Work instructions
All of the data must be printed exactly; please include every line.

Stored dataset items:
************

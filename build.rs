//! Records the git revision for `--version`.

use std::process::Command ;

/// File the revision goes to.
const REVISION_FILE: & str = "src/common/revision.rs" ;

/// Hash of the current commit, if in a git repository.
fn revision() -> Option<String> {
  let out = Command::new("git").args(
    & [ "rev-parse", "--short", "HEAD" ]
  ).output().ok() ? ;
  if out.status.success() {
    Some( String::from_utf8_lossy(& out.stdout).trim().to_string() )
  } else {
    None
  }
}

fn main() {
  let revision = match revision() {
    Some(rev) => format!("Some(\"{}\")", rev),
    None => "None".to_string(),
  } ;
  let content = format!(
    "\
//! Stores the current revision.

/// The current revision.
pub const REVISION: Option<& str> = {} ;
", revision
  ) ;
  // Only touch the file when the revision changes, so that cargo does not
  // rebuild for nothing.
  let unchanged = ::std::fs::read_to_string(REVISION_FILE).map(
    |old| old == content
  ).unwrap_or(false) ;
  if ! unchanged {
    if let Err(e) = ::std::fs::write(REVISION_FILE, content) {
      panic!("while writing `{}`: {}", REVISION_FILE, e)
    }
  }
  println!("cargo:rerun-if-changed=.git/HEAD")
}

************

Response to the task
filename build.rs
//! Records the git revision for `--version`.

use std::process::Command ;

/// File the revision goes to.
const REVISION_FILE: & str = "src/common/revision.rs" ;

/// Hash of the current commit, if in a git repository.
fn revision() -> Option<String> {
  let out = Command::new("git").args(
    & [ "rev-parse", "--short", "HEAD" ]
  ).output().ok() ? ;
  if out.status.success() {
    Some( String::from_utf8_lossy(& out.stdout).trim().to_string() )
  } else {
    None
  }
}

fn main() {
  let revision = match revision() {
    Some(rev) => format!("Some(\"{}\")", rev),
    None => "None".to_string(),
  } ;
  let content = format!(
    "\
//! Stores the current revision.

/// The current revision.
pub const REVISION: Option<& str> = {} ;
", revision
  ) ;
  // Only touch the file when the revision changes, so that cargo does not
  // rebuild for nothing.
  let unchanged = ::std::fs::read_to_string(REVISION_FILE).map(
    |old| old == content
  ).unwrap_or(false) ;
  if ! unchanged {
    if let Err(e) = ::std::fs::write(REVISION_FILE, content) {
      panic!("while writing `{}`: {}", REVISION_FILE, e)
    }
  }
  println!("cargo:rerun-if-changed=.git/HEAD")
}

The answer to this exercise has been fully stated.